§ Exercise details:
The line containing "use tracing::debug;" marks the end: quote every line from the start of the records below through it, word for word.

(Saved entries)
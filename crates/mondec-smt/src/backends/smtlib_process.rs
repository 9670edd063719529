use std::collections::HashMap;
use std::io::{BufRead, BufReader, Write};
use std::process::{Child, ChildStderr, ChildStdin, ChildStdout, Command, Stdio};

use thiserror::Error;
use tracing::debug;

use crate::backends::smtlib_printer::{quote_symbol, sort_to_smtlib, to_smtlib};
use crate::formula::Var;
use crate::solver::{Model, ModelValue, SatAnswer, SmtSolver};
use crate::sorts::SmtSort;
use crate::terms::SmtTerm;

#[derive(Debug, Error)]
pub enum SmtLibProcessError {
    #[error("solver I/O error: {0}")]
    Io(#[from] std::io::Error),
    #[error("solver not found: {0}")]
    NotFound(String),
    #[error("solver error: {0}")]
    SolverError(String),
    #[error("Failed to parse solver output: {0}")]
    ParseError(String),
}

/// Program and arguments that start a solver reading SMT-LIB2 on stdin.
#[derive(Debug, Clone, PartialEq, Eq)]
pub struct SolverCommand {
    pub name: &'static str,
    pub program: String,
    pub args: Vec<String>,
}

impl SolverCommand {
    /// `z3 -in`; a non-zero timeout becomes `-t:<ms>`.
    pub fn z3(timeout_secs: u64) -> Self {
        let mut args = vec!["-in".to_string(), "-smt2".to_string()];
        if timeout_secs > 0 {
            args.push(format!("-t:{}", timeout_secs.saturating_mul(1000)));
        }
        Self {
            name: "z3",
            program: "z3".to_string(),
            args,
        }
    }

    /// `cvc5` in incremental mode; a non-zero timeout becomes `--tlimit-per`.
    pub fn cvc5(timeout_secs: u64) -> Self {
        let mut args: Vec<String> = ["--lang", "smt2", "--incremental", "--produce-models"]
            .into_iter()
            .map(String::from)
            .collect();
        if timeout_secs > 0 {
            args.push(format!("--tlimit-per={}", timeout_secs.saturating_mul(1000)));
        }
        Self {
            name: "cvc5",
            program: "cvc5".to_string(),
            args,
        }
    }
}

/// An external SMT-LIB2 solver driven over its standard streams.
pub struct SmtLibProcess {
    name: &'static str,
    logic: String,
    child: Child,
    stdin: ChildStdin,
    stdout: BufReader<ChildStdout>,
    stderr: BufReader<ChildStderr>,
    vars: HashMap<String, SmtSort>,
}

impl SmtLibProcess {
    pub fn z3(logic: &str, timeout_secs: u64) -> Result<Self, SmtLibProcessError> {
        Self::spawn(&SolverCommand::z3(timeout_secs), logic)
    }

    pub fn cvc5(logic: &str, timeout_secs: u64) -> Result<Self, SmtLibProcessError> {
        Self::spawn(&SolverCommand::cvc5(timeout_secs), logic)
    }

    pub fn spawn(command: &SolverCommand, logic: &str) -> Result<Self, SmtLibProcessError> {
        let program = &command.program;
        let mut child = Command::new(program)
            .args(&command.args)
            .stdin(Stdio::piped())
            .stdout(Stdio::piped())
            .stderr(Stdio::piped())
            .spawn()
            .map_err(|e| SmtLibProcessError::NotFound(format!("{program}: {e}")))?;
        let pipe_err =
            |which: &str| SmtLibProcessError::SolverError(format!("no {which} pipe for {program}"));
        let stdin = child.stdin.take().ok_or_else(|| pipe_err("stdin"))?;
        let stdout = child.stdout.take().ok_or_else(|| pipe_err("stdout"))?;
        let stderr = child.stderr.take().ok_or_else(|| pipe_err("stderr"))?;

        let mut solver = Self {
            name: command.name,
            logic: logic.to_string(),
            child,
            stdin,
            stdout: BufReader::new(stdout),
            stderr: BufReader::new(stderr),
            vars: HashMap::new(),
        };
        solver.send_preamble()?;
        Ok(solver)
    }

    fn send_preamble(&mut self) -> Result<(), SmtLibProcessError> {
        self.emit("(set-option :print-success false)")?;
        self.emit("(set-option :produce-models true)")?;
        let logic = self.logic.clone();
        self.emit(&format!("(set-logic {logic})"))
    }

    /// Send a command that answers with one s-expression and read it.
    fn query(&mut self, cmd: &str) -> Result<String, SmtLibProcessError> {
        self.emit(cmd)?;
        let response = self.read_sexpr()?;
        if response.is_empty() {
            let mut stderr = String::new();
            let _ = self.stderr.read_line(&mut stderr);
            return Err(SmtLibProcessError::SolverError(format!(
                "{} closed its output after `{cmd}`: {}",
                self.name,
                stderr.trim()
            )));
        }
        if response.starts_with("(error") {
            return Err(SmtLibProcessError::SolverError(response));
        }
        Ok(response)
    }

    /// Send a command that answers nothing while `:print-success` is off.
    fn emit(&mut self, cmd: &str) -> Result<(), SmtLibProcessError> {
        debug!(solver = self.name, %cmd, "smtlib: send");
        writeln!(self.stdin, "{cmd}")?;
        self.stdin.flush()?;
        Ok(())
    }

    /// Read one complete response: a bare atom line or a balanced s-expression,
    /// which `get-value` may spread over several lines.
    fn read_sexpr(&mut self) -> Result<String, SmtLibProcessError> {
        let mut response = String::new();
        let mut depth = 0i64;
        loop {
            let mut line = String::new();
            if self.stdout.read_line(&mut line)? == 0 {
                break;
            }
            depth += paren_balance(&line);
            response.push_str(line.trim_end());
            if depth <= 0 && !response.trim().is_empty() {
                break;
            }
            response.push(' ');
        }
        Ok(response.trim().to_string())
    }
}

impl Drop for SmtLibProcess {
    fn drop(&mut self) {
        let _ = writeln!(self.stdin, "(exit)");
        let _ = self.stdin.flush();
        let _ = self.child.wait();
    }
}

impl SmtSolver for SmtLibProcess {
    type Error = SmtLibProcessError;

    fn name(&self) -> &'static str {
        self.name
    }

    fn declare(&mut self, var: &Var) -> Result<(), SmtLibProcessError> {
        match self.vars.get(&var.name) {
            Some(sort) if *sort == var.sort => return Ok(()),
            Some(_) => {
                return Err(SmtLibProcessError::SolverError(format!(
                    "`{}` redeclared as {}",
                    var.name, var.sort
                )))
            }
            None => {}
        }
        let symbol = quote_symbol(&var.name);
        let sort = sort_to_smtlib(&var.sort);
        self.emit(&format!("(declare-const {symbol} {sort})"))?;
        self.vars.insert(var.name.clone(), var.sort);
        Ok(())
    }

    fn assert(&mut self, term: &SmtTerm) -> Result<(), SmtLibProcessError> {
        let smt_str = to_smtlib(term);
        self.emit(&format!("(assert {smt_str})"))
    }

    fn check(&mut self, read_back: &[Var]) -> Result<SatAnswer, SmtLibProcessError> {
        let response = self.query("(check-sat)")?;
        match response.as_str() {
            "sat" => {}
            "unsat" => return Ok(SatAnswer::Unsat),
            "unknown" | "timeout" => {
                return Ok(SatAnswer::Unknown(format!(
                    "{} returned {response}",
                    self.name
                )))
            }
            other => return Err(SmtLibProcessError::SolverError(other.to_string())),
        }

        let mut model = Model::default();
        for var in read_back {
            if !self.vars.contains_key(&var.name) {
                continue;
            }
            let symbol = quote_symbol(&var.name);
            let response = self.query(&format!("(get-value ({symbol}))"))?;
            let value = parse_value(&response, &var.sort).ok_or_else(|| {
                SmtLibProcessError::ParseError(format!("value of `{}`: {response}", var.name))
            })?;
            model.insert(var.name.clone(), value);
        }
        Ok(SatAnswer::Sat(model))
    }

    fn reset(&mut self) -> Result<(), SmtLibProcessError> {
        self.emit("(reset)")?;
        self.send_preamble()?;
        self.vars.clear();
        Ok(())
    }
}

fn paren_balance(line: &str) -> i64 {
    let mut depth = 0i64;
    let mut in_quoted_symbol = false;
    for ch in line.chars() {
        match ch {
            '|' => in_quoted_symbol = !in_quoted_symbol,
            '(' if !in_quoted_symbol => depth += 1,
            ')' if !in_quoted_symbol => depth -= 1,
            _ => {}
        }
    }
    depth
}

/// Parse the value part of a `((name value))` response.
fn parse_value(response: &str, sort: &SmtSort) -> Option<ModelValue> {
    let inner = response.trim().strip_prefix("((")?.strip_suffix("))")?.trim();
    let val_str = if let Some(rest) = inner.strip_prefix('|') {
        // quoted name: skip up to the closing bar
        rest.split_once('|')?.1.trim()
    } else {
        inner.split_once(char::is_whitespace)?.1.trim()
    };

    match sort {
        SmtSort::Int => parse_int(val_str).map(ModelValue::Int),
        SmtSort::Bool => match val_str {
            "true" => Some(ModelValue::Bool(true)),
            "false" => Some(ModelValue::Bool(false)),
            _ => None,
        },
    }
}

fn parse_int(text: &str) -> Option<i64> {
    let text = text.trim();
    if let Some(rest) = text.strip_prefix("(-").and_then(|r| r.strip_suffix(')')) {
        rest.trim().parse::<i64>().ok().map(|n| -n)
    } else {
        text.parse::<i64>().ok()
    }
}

§ Output of the task:
filename crates/mondec-smt/src/backends/smtlib_process.rs
repository 9670edd063719529
use std::collections::HashMap;
use std::io::{BufRead, BufReader, Write};
use std::process::{Child, ChildStderr, ChildStdin, ChildStdout, Command, Stdio};

use thiserror::Error;
use tracing::debug;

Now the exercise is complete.